Examining the data from over 400,000 participants in the All of Us Research Program reveals that nearly 70% of individuals with AUD have never sought treatment. Among those who did, only a fraction received pharmacotherapy or psychotherapy. Alarmingly, Black and Hispanic individuals diagnosed with AUD are about 25% less likely to receive FDA-approved medications than non-Hispanic Whites, illustrating a stark inequity in treatment options available based on race.

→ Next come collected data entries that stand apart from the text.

//! Non-graded practice selection
//!
//! Selection only reads cards. Nothing here can change a schedule, which is
//! what separates a study pass from a review.

use flashdeck_api::Card;
use flashdeck_config::{MAX_QUERY_LIMIT, MIN_QUERY_LIMIT};
use flashdeck_util::{FlashdeckError, Result, TagId, UserId};
use rand::Rng;
use rand::seq::SliceRandom;

/// Clamp a requested list size into `[MIN_QUERY_LIMIT, MAX_QUERY_LIMIT]`
pub fn clamp_limit(limit: u32) -> usize {
    limit.clamp(MIN_QUERY_LIMIT, MAX_QUERY_LIMIT) as usize
}

/// A non-empty set of tags, matched with OR semantics
#[derive(Debug, Clone, PartialEq, Eq)]
pub struct TagFilter(Vec<TagId>);

impl TagFilter {
    /// Returns `None` for an empty set
    pub fn new(tag_ids: impl IntoIterator<Item = TagId>) -> Option<Self> {
        let mut ids: Vec<TagId> = tag_ids.into_iter().collect();
        ids.sort();
        ids.dedup();
        (!ids.is_empty()).then_some(Self(ids))
    }

    pub fn ids(&self) -> &[TagId] {
        &self.0
    }

    pub fn matches(&self, card: &Card) -> bool {
        card.has_any_tag(&self.0)
    }
}

/// How a study session picks its cards
#[derive(Debug, Clone, PartialEq, Eq)]
pub enum StudyStrategy {
    /// Lowest ease first, due or not
    Hardest,
    /// Uniform sample without replacement
    Random,
    /// Cards carrying any of the tags, soonest review first
    Tag(TagFilter),
}

impl StudyStrategy {
    /// Parse a strategy token. `tag_ids` is only consulted for `tag`.
    pub fn parse(token: &str, tag_ids: &[TagId]) -> Result<Self> {
        match token.trim().to_ascii_lowercase().as_str() {
            "hardest" => Ok(StudyStrategy::Hardest),
            "random" => Ok(StudyStrategy::Random),
            "tag" => TagFilter::new(tag_ids.iter().copied())
                .map(StudyStrategy::Tag)
                .ok_or_else(|| {
                    FlashdeckError::validation("tag strategy requires at least one tag id")
                }),
            other => Err(FlashdeckError::validation(format!(
                "unknown study strategy '{other}' (expected hardest, random or tag)"
            ))),
        }
    }

    pub fn as_str(&self) -> &'static str {
        match self {
            StudyStrategy::Hardest => "hardest",
            StudyStrategy::Random => "random",
            StudyStrategy::Tag(_) => "tag",
        }
    }
}

pub struct StudySessionSelector;

impl StudySessionSelector {
    /// Pick up to `limit` of `user_id`'s cards (after clamping) in the strategy's order
    pub fn select<R: Rng + ?Sized>(
        cards: &[Card],
        user_id: UserId,
        strategy: &StudyStrategy,
        limit: u32,
        rng: &mut R,
    ) -> Vec<Card> {
        let limit = clamp_limit(limit);
        let mut owned: Vec<&Card> = cards.iter().filter(|c| c.user_id == user_id).collect();

        let picked: Vec<&Card> = match strategy {
            StudyStrategy::Hardest => {
                owned.sort_by(|a, b| {
                    a.schedule
                        .ease_factor
                        .total_cmp(&b.schedule.ease_factor)
                        .then(a.schedule.interval.cmp(&b.schedule.interval))
                        .then(a.id.cmp(&b.id))
                });
                owned.into_iter().take(limit).collect()
            }
            StudyStrategy::Random => {
                let amount = limit.min(owned.len());
                let (sample, _) = owned.partial_shuffle(rng, amount);
                sample.to_vec()
            }
            StudyStrategy::Tag(filter) => {
                owned.retain(|c| filter.matches(c));
                owned.sort_by_key(|c| (c.schedule.next_review, c.id));
                owned.into_iter().take(limit).collect()
            }
        };

        picked.into_iter().cloned().collect()
    }
}

#[cfg(test)]
mod tests {
    use super::*;
    use chrono::{DateTime, Duration, TimeZone, Utc};
    use flashdeck_api::{CardContent, CardType};
    use rand::SeedableRng;
    use rand_chacha::ChaCha8Rng;
    use std::collections::HashSet;

    fn t0() -> DateTime<Utc> {
        Utc.with_ymd_and_hms(2025, 3, 1, 9, 0, 0).unwrap()
    }

    fn card(user: UserId, ease: f64, interval: u32) -> Card {
        let content = CardContent {
            card_type: CardType::Sentence,
            target_text: "kick the bucket".into(),
            target_meaning: "die".into(),
            context_sentence: String::new(),
            context_translation: String::new(),
            cloze_sentence: String::new(),
        };
        let mut card = Card::new(user, content, t0(), 2.5);
        card.schedule.ease_factor = ease;
        card.schedule.interval = interval;
        card.schedule.next_review = t0() + Duration::days(i64::from(interval));
        card
    }

    #[test]
    fn limit_clamped() {
        assert_eq!(clamp_limit(0), 1);
        assert_eq!(clamp_limit(150), 100);
        assert_eq!(clamp_limit(42), 42);
    }

    #[test]
    fn strategy_tokens() {
        assert_eq!(StudyStrategy::parse("hardest", &[]).unwrap(), StudyStrategy::Hardest);
        assert_eq!(StudyStrategy::parse("random", &[TagId::new()]).unwrap(), StudyStrategy::Random);
        assert!(matches!(
            StudyStrategy::parse("tag", &[]),
            Err(FlashdeckError::ValidationError(_))
        ));
        assert!(matches!(
            StudyStrategy::parse("newest", &[]),
            Err(FlashdeckError::ValidationError(_))
        ));

        let tag = TagId::new();
        let parsed = StudyStrategy::parse("tag", &[tag, tag]).unwrap();
        assert_eq!(parsed, StudyStrategy::Tag(TagFilter::new([tag]).unwrap()));
    }

    #[test]
    fn hardest_orders_by_ease_then_interval() {
        let user = UserId::new();
        let cards = vec![
            card(user, 2.5, 1),
            card(user, 1.3, 10),
            card(user, 1.3, 2),
            card(user, 2.0, 40),
        ];
        let mut rng = ChaCha8Rng::seed_from_u64(1);

        let picked = StudySessionSelector::select(&cards, user, &StudyStrategy::Hardest, 3, &mut rng);
        let ids: Vec<_> = picked.iter().map(|c| c.id).collect();
        assert_eq!(ids, vec![cards[2].id, cards[1].id, cards[3].id]);
    }

    #[test]
    fn random_sample_is_distinct_and_seed_reproducible() {
        let user = UserId::new();
        let cards: Vec<_> = (0..20).map(|i| card(user, 2.5, i)).collect();

        let pick = |seed| {
            let mut rng = ChaCha8Rng::seed_from_u64(seed);
            StudySessionSelector::select(&cards, user, &StudyStrategy::Random, 5, &mut rng)
                .into_iter()
                .map(|c| c.id)
                .collect::<Vec<_>>()
        };

        let first = pick(7);
        assert_eq!(first.len(), 5);
        assert_eq!(first.iter().collect::<HashSet<_>>().len(), 5);
        assert_eq!(first, pick(7));

        // Fewer cards than requested: everything, once
        let mut rng = ChaCha8Rng::seed_from_u64(3);
        let all = StudySessionSelector::select(&cards[..4], user, &StudyStrategy::Random, 50, &mut rng);
        assert_eq!(all.len(), 4);
    }

    #[test]
    fn tag_matches_any_and_orders_by_next_review() {
        let user = UserId::new();
        let (a, b, c) = (TagId::new(), TagId::new(), TagId::new());

        let mut late = card(user, 2.5, 9);
        late.tag_ids = vec![a];
        let mut soon = card(user, 2.5, 1);
        soon.tag_ids = vec![b, c];
        let mut other_tag_only = card(user, 2.5, 0);
        other_tag_only.tag_ids = vec![c];
        let cards = vec![late.clone(), soon.clone(), other_tag_only];

        let filter = TagFilter::new([a, b]).unwrap();
        let mut rng = ChaCha8Rng::seed_from_u64(1);
        let picked =
            StudySessionSelector::select(&cards, user, &StudyStrategy::Tag(filter), 10, &mut rng);

        let ids: Vec<_> = picked.iter().map(|c| c.id).collect();
        assert_eq!(ids, vec![soon.id, late.id]);
    }

    #[test]
    fn selection_leaves_cards_untouched() {
        let user = UserId::new();
        let cards: Vec<_> = (0..10).map(|i| card(user, 1.3 + f64::from(i) / 10.0, i)).collect();
        let before = cards.clone();
        let mut rng = ChaCha8Rng::seed_from_u64(9);

        for strategy in [StudyStrategy::Hardest, StudyStrategy::Random] {
            let picked = StudySessionSelector::select(&cards, user, &strategy, 100, &mut rng);
            for p in &picked {
                let original = before.iter().find(|c| c.id == p.id).unwrap();
                assert_eq!(p, original);
            }
        }
        assert_eq!(cards, before);
    }
}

Moreover, the Veterans Health Administration offers a successful model for AUD care, providing a comprehensive approach that includes regular screenings and treatment guidelines. Yet, disparities persist within this system, particularly in medication access for Black veterans. With lower-income individuals also facing significant barriers to treatment, the compounding effects of socioeconomic disadvantage and racism exacerbate health outcomes.
As the ongoing dialogue around healthcare reform continues, addressing these disparities is essential in ensuring that equitable treatment for all individuals with AUD becomes a reality, ultimately enhancing the quality of life for many in marginalized communities.
See “Addressing Disparities in Alcohol Use Disorder Treatment: A Call to Action” (November 1, 2024)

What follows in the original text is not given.